Is thread safe create a task with a concurrentbag

I have a ConcurrentBag collection, and for every item in this, i do a task for do some work.

I know that Parallel.ForEach with ConcurrentBag is thread safe, but i never done parallelism in this way.

My code looks like this

public void Work(IList<MyModel> data)
{
   var tasks = new ConcurrentBag<Task>();
   var safeData = new ConcurrentBag<MyModel>(data);
   foreach (var item in safeData )
   {
      var task = Task.Factory.StartNew(() => SomeTask(item));
      tasks.Add(task);
   }
   Task.WaitAll(tasks.ToArray());
}

So, this code is thread safe?

Thanks

EDIT: Maybe this question could be: "item" will be thread safe or could change his value between iterations?

EDIT 2: I refer a if this code could fall in this problem.

Edit 3: In this question, "Wonko the sane" is having a problem when he works directly with a loop variable. I thought that this problem could be corrected using ConcurrentBag, but in some answers, tell me that i don't need ConcurrentBag at all. So:

Is a good idea use directly a loop variable?

When is recomended copy the value to another variable?

Is safe to work directly with a loop variable from ConcurrentBag?

Upvotes: 1

Views: 2703

Answers (2)

Kote
Kote

Reputation: 2266

In addition to existing answer:

The problem isn't about multithreading or concurrency. It's about closures.

  1. It's ok to use directly loop variable if you understand what's going on.
  2. In case of foreach it depends on your compiler version. If code will be compiled with older versions it will lead to problem, described in that very question. If you use for loop, you should always copy loop variable. For more details you can see links in Jon's answer.
  3. As already mentioned using ConcurrentBag will not affect the result.
    It's safe to close over loop variable if you have older version of compiler than 4.0.30319.1 (in case of MS compiler). More info about compiler versions.

Also as mentioned in comments to that question, you can use static analysis tools which will highlight such cases.

Upvotes: 1

Akash Kava
Akash Kava

Reputation: 39916

You don't need ConcurrentBag for this code at all.... And you don't even need ConcurrentBag for Parallel.ForEach.

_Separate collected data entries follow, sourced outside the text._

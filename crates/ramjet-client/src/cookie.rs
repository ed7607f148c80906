//! Per-context cookie store.
//!
//! Cookies are keyed by the real (decoded) site, not the proxy origin, so
//! `document.cookie` on a proxied page sees what the real site would.

use std::collections::BTreeMap;

use tracing::debug;
use url::Url;

/// One stored cookie.
#[derive(Debug, Clone, PartialEq, Eq)]
pub struct Cookie {
    pub name: String,
    pub value: String,
    /// Domain without a leading dot.
    pub domain: String,
    pub path: String,
    pub secure: bool,
    pub http_only: bool,
}

impl Cookie {
    fn matches(&self, url: &Url) -> bool {
        let Some(host) = url.host_str() else {
            return false;
        };
        domain_matches(host, &self.domain)
            && url.path().starts_with(self.path.as_str())
            && (!self.secure || url.scheme() == "https")
    }
}

fn domain_matches(host: &str, domain: &str) -> bool {
    host.eq_ignore_ascii_case(domain)
        || host
            .to_ascii_lowercase()
            .ends_with(&format!(".{}", domain.to_ascii_lowercase()))
}

/// Cookie jar for one browsing context.
#[derive(Debug, Clone, Default)]
pub struct CookieStore {
    cookies: BTreeMap<(String, String, String), Cookie>,
}

impl CookieStore {
    /// Creates an empty store.
    pub fn new() -> Self {
        Self::default()
    }

    /// Loads a serialized `name=value; name2=value2` list for `url`'s host.
    pub fn load(&mut self, serialized: &str, url: &Url) {
        let Some(host) = url.host_str() else {
            return;
        };
        for pair in serialized.split(';') {
            let Some((name, value)) = pair.split_once('=') else {
                continue;
            };
            let name = name.trim();
            if name.is_empty() {
                continue;
            }
            self.store(Cookie {
                name: name.to_string(),
                value: value.trim().to_string(),
                domain: host.to_string(),
                path: "/".to_string(),
                secure: false,
                http_only: false,
            });
        }
    }

    /// Applies a `Set-Cookie` header value received for `url`.
    ///
    /// Returns false if the cookie was rejected.
    pub fn set_cookie(&mut self, header: &str, url: &Url) -> bool {
        let mut parts = header.split(';');
        let Some((name, value)) = parts.next().and_then(|p| p.split_once('=')) else {
            debug!("Ignoring malformed cookie '{}'", header);
            return false;
        };
        let Some(host) = url.host_str() else {
            return false;
        };

        let mut cookie = Cookie {
            name: name.trim().to_string(),
            value: value.trim().to_string(),
            domain: host.to_ascii_lowercase(),
            path: default_path(url),
            secure: false,
            http_only: false,
        };
        if cookie.name.is_empty() {
            return false;
        }
        let mut expired = false;

        for attribute in parts {
            let (key, val) = attribute
                .split_once('=')
                .map(|(k, v)| (k.trim(), v.trim()))
                .unwrap_or((attribute.trim(), ""));
            match key.to_ascii_lowercase().as_str() {
                "domain" => {
                    let domain = val.trim_start_matches('.').to_ascii_lowercase();
                    if !domain_matches(host, &domain) {
                        debug!("Rejecting cookie '{}' for foreign domain '{}'", cookie.name, domain);
                        return false;
                    }
                    cookie.domain = domain;
                }
                "path" if val.starts_with('/') => cookie.path = val.to_string(),
                "secure" => cookie.secure = true,
                "httponly" => cookie.http_only = true,
                "max-age" => expired = val.parse::<i64>().map(|age| age <= 0).unwrap_or(false),
                _ => {}
            }
        }

        if expired {
            self.cookies.remove(&key_of(&cookie));
        } else {
            self.store(cookie);
        }
        true
    }

    /// Applies an assignment to `document.cookie`. Scripts cannot create
    /// `HttpOnly` cookies.
    pub fn set_document_cookie(&mut self, value: &str, url: &Url) -> bool {
        let http_only = value
            .split(';')
            .skip(1)
            .any(|attr| attr.trim().eq_ignore_ascii_case("httponly"));
        if http_only {
            return false;
        }
        self.set_cookie(value, url)
    }

    /// Returns the `Cookie` request header value for `url`.
    pub fn cookie_header(&self, url: &Url) -> String {
        self.serialize(url, true)
    }

    /// Returns what `document.cookie` reads for `url`.
    pub fn document_cookie(&self, url: &Url) -> String {
        self.serialize(url, false)
    }

    /// Number of stored cookies.
    pub fn len(&self) -> usize {
        self.cookies.len()
    }

    /// Returns true if the store is empty.
    pub fn is_empty(&self) -> bool {
        self.cookies.is_empty()
    }

    fn store(&mut self, cookie: Cookie) {
        self.cookies.insert(key_of(&cookie), cookie);
    }

    fn serialize(&self, url: &Url, include_http_only: bool) -> String {
        self.cookies
            .values()
            .filter(|c| c.matches(url) && (include_http_only || !c.http_only))
            .map(|c| format!("{}={}", c.name, c.value))
            .collect::<Vec<_>>()
            .join("; ")
    }
}

fn key_of(cookie: &Cookie) -> (String, String, String) {
    (cookie.domain.clone(), cookie.path.clone(), cookie.name.clone())
}

fn default_path(url: &Url) -> String {
    match url.path().rfind('/') {
        Some(0) | None => "/".to_string(),
        Some(i) => url.path()[..i].to_string(),
    }
}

Argument to Parallel.ForEach does not need to be thread safe.

Instead you could simply write,

public void Work(IList<MyModel> data)
{
   Parallel.ForEach(data, item=>{
       DoSomeTask(item);
   });
}

alternatively...

public void Work(IList<MyModel> data)
{
   Task.WaitAll(data.Select(item=>{
       DoSomeTask(item);
   }));
}

You need ConcurrentBag only if you are modifying it within the code that executes inside DoSomeTask.

Each item is an isolated instance for each task, unless you have duplicate items in the collection. Even if you have duplicate items in the input list, ConcurrentBag will not solve anything.